Top of PROVIDED RECORDS

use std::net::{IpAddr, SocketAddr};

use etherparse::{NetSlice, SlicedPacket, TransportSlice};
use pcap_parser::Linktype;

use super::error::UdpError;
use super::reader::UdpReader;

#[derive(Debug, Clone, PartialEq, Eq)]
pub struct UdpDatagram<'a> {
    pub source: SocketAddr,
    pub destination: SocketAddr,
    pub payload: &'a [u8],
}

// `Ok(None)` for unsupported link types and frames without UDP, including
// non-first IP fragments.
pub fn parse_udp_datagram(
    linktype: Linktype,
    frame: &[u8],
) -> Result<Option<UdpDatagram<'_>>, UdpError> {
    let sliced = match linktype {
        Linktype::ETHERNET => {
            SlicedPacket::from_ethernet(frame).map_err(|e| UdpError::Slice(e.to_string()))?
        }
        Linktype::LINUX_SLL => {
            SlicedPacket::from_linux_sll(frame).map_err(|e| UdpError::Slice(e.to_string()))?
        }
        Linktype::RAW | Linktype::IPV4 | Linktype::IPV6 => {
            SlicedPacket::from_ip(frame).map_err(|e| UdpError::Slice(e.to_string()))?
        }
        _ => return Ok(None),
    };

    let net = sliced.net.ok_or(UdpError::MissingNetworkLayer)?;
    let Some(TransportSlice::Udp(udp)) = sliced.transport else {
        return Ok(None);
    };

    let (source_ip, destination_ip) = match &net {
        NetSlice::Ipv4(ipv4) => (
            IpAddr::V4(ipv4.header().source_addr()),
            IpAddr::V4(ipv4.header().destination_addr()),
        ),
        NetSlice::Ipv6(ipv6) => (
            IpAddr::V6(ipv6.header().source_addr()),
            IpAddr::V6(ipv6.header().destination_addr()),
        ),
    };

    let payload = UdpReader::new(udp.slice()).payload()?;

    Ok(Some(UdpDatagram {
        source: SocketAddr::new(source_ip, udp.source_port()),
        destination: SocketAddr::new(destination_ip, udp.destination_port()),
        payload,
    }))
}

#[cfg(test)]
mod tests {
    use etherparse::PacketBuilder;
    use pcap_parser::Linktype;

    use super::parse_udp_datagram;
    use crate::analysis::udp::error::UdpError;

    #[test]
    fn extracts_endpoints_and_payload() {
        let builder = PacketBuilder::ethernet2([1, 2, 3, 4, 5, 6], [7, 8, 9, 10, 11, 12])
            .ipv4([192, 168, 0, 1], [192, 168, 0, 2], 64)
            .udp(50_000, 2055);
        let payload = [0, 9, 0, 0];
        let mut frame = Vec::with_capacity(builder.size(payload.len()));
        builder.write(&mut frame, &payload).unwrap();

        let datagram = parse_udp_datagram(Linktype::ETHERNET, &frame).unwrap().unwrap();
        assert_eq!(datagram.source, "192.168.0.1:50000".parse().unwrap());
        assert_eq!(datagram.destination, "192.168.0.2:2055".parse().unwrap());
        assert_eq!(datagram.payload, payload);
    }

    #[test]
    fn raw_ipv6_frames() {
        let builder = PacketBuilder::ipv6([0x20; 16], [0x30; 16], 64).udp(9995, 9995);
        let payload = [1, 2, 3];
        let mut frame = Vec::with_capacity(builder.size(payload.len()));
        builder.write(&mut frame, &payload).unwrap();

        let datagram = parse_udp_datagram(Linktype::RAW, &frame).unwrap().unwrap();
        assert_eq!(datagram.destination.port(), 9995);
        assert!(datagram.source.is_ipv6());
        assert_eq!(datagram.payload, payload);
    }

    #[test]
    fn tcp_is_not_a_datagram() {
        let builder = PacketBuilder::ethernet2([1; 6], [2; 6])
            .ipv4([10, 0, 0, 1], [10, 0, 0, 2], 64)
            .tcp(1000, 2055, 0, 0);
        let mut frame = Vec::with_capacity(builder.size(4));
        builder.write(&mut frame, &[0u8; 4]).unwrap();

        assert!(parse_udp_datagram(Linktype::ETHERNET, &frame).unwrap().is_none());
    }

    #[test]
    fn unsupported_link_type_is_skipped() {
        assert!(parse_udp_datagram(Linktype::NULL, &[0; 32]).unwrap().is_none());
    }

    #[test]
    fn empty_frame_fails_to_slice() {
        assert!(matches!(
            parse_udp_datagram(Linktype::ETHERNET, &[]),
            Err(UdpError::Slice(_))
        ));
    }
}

Bottom of PROVIDED RECORDS

**TASK OBJECTIVE**
Locate the word "unwrap" in the records and collect each line it appears in.

**YOUR SOLUTION**
        builder.write(&mut frame, &payload).unwrap();
        let datagram = parse_udp_datagram(Linktype::ETHERNET, &frame).unwrap().unwrap();
        assert_eq!(datagram.source, "192.168.0.1:50000".parse().unwrap());
        assert_eq!(datagram.destination, "192.168.0.2:2055".parse().unwrap());
        builder.write(&mut frame, &payload).unwrap();
        let datagram = parse_udp_datagram(Linktype::RAW, &frame).unwrap().unwrap();
        builder.write(&mut frame, &[0u8; 4]).unwrap();
        assert!(parse_udp_datagram(Linktype::ETHERNET, &frame).unwrap().is_none());
        assert!(parse_udp_datagram(Linktype::NULL, &[0; 32]).unwrap().is_none());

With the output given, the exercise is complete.